Nothing can really prepare you for the first encounter. It is absolutely fantastic. The sheer size and elegance of these animals renders you practically speechless.
It shows how well habituated they are they walk right past you without even acknowledging your presence. In order for tourists to be able to visit the gorilla families, they first need at least three years of habituation by the trackers. This means that everyday for 3 years they are monitored, observed and slowly exposed to humans. Allowing tourists to visit ensures that the revenue comes in to protect the forests and the gorillas from poaching and deforestation. As mentioned earlier there are only 850 mountain gorillas left in the world and tourism is vital to maintain their species. To cause the least disruption to their normal behaviour the group sizes and time spent with the animals is always limited, as well as prohibiting any consumption of food and drink.
The infants are undoubtedly the sweetest and spend their time scampering around in the trees with unlimited energy. It is incredible. It is also incredible just how the trackers can find them. Often the gorillas come out to a clearing during the day but even so the forests are so densely covered it seems near-impossible to find them. For our sighting they weren’t in a clearing but instead dispersed around the trees, in the picture below. The fact that the rangers achieve finding the gorillas daily, in these conditions, is truly commendable.

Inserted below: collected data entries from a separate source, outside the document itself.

//! Name-to-descriptor registry shared by the runtime and code generators.
//!
//! The registry has two phases. During registration, types and collection
//! references are added; [`TypeRegistry::freeze`] ends that phase and any
//! later registration fails with [`RegistryError::Frozen`]. Reads work in both
//! phases.

use std::any::Any;
use std::collections::BTreeMap;
use std::sync::{Arc, PoisonError, RwLock};

use crate::config::ObjectConfig;
use crate::descriptor::{ObjectTypeDescriptor, SmrtObject};
use crate::error::RegistryError;
use crate::fields::FieldTable;
use crate::naming;

/// Opaque handle to a type's collection, downcast by whoever registered it.
pub type CollectionRef = Arc<dyn Any + Send + Sync>;

#[derive(Default)]
struct RegistryState {
    types: BTreeMap<String, Arc<ObjectTypeDescriptor>>,
    collections: BTreeMap<String, CollectionRef>,
    frozen: bool,
}

/// Thread-safe store of registered object types.
#[derive(Default)]
pub struct TypeRegistry {
    state: RwLock<RegistryState>,
}

impl TypeRegistry {
    pub fn new() -> Self {
        Self::default()
    }

    fn read(&self) -> std::sync::RwLockReadGuard<'_, RegistryState> {
        self.state.read().unwrap_or_else(PoisonError::into_inner)
    }

    fn write(&self) -> std::sync::RwLockWriteGuard<'_, RegistryState> {
        self.state.write().unwrap_or_else(PoisonError::into_inner)
    }

    /// Registers a descriptor.
    ///
    /// Returns `Ok(false)` without replacing anything if the name is already
    /// registered.
    ///
    /// # Errors
    ///
    /// [`RegistryError::Frozen`] after [`freeze`](Self::freeze), and
    /// [`RegistryError::InvalidTypeName`] for names or table names that are not
    /// valid identifiers.
    pub fn register(&self, descriptor: ObjectTypeDescriptor) -> Result<bool, RegistryError> {
        if !naming::is_valid_identifier(&descriptor.name) {
            return Err(RegistryError::InvalidTypeName(descriptor.name));
        }
        if !naming::is_valid_identifier(&descriptor.table_name) {
            return Err(RegistryError::InvalidTypeName(descriptor.table_name));
        }

        let mut state = self.write();
        if state.frozen {
            return Err(RegistryError::Frozen(descriptor.name));
        }
        if state.types.contains_key(&descriptor.name) {
            tracing::debug!(type_name = %descriptor.name, "type already registered, skipping");
            return Ok(false);
        }

        tracing::info!(
            type_name = %descriptor.name,
            table = %descriptor.table_name,
            fields = descriptor.fields.len(),
            "registered object type"
        );
        state
            .types
            .insert(descriptor.name.clone(), Arc::new(descriptor));
        Ok(true)
    }

    /// Extracts and registers a declared type in one step.
    pub fn register_type<T: SmrtObject>(&self) -> Result<bool, RegistryError> {
        self.register(ObjectTypeDescriptor::of::<T>())
    }

    /// Records the collection handle for `name`, replacing any previous one.
    pub fn register_collection(
        &self,
        name: &str,
        collection: CollectionRef,
    ) -> Result<(), RegistryError> {
        let mut state = self.write();
        if state.frozen {
            return Err(RegistryError::Frozen(name.to_string()));
        }
        state.collections.insert(name.to_string(), collection);
        Ok(())
    }

    pub fn get(&self, name: &str) -> Option<Arc<ObjectTypeDescriptor>> {
        self.read().types.get(name).cloned()
    }

    /// Field table of `name`, or an empty table for unknown names.
    pub fn get_fields(&self, name: &str) -> FieldTable {
        self.read()
            .types
            .get(name)
            .map(|d| d.fields.clone())
            .unwrap_or_default()
    }

    /// Config of `name`, or the default config for unknown names.
    pub fn get_config(&self, name: &str) -> ObjectConfig {
        self.read()
            .types
            .get(name)
            .map(|d| d.config.clone())
            .unwrap_or_default()
    }

    /// All descriptors, ordered by name.
    pub fn get_all(&self) -> Vec<Arc<ObjectTypeDescriptor>> {
        self.read().types.values().cloned().collect()
    }

    pub fn get_collection(&self, name: &str) -> Option<CollectionRef> {
        self.read().collections.get(name).cloned()
    }

    /// Collection handle of `name` downcast to `C`.
    pub fn get_collection_as<C: Any + Send + Sync>(&self, name: &str) -> Option<Arc<C>> {
        self.get_collection(name)
            .and_then(|c| Arc::downcast::<C>(c).ok())
    }

    pub fn names(&self) -> Vec<String> {
        self.read().types.keys().cloned().collect()
    }

    pub fn contains(&self, name: &str) -> bool {
        self.read().types.contains_key(name)
    }

    pub fn len(&self) -> usize {
        self.read().types.len()
    }

    pub fn is_empty(&self) -> bool {
        self.read().types.is_empty()
    }

    /// Ends the registration phase.
    pub fn freeze(&self) {
        let mut state = self.write();
        if !state.frozen {
            tracing::info!(types = state.types.len(), "registry frozen");
        }
        state.frozen = true;
    }

    pub fn is_frozen(&self) -> bool {
        self.read().frozen
    }

    /// Removes every type and collection and reopens registration.
    pub fn clear(&self) {
        let mut state = self.write();
        state.types.clear();
        state.collections.clear();
        state.frozen = false;
    }
}

impl std::fmt::Debug for TypeRegistry {
    fn fmt(&self, f: &mut std::fmt::Formatter<'_>) -> std::fmt::Result {
        let state = self.read();
        f.debug_struct("TypeRegistry")
            .field("types", &state.types.keys().collect::<Vec<_>>())
            .field("collections", &state.collections.keys().collect::<Vec<_>>())
            .field("frozen", &state.frozen)
            .finish()
    }
}

#[cfg(test)]
mod tests {
    use super::*;
    use crate::fields::text;

    fn descriptor(name: &str) -> ObjectTypeDescriptor {
        ObjectTypeDescriptor::new(name, [text("name")].into_iter().collect())
    }

    #[test]
    fn test_register_and_read() {
        let registry = TypeRegistry::new();
        assert!(registry.register(descriptor("Product")).unwrap());
        assert!(registry.contains("Product"));
        assert!(!registry.contains("product"));
        assert_eq!(registry.get("Product").unwrap().table_name, "products");
        assert_eq!(registry.get_fields("Product").len(), 1);
        assert_eq!(registry.names(), vec!["Product"]);
    }

    #[test]
    fn test_duplicate_registration_is_skipped() {
        let registry = TypeRegistry::new();
        registry.register(descriptor("Product")).unwrap();
        let replacement = ObjectTypeDescriptor::new("Product", FieldTable::new());
        assert!(!registry.register(replacement).unwrap());
        assert_eq!(registry.get_fields("Product").len(), 1);
        assert_eq!(registry.len(), 1);
    }

    #[test]
    fn test_unknown_names_read_as_defaults() {
        let registry = TypeRegistry::new();
        assert!(registry.get("Ghost").is_none());
        assert!(registry.get_fields("Ghost").is_empty());
        assert_eq!(registry.get_config("Ghost"), ObjectConfig::default());
    }

    #[test]
    fn test_freeze_blocks_registration() {
        let registry = TypeRegistry::new();
        registry.register(descriptor("Product")).unwrap();
        registry.freeze();
        assert!(registry.is_frozen());
        assert_eq!(
            registry.register(descriptor("Order")),
            Err(RegistryError::Frozen("Order".to_string()))
        );
        assert!(registry.register_collection("Product", Arc::new(1u8)).is_err());
        assert!(registry.get("Product").is_some());
    }

    #[test]
    fn test_clear_empties_and_unfreezes() {
        let registry = TypeRegistry::new();
        registry.register(descriptor("Product")).unwrap();
        registry.register_collection("Product", Arc::new(7u32)).unwrap();
        registry.freeze();
        registry.clear();
        assert!(registry.is_empty());
        assert!(registry.get_fields("Product").is_empty());
        assert!(registry.get_collection("Product").is_none());
        assert!(!registry.is_frozen());
        assert!(registry.register(descriptor("Product")).unwrap());
    }

    #[test]
    fn test_collection_downcast() {
        let registry = TypeRegistry::new();
        registry
            .register_collection("Product", Arc::new(String::from("handle")))
            .unwrap();
        let handle = registry.get_collection_as::<String>("Product").unwrap();
        assert_eq!(handle.as_str(), "handle");
        assert!(registry.get_collection_as::<u32>("Product").is_none());
    }

    #[test]
    fn test_invalid_names_rejected() {
        let registry = TypeRegistry::new();
        assert!(matches!(
            registry.register(descriptor("Bad Name")),
            Err(RegistryError::InvalidTypeName(_))
        ));
        let evil = descriptor("Evil").with_table_name("evil; DROP TABLE x");
        assert!(registry.register(evil).is_err());
    }
}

For anyone wanting a truly unique, once in a lifetime experience, this has to be it. Tourism is still slow in Uganda and it is the most incredible country, rich in beauty and kindness, with so much on offer. Tourism is important not just to protect these incredible animals but also those all over the country, including the incredible [Queen Elizabeth Park] and the captivating [chimpanzees]. If anyone is still looking for a reason to visit, the fascinating life of Dian Fossey (my namesake) would inspire even the least adventurous and last but not least, the Disney film Tarzan arguably has one of the most underrated soundtracks!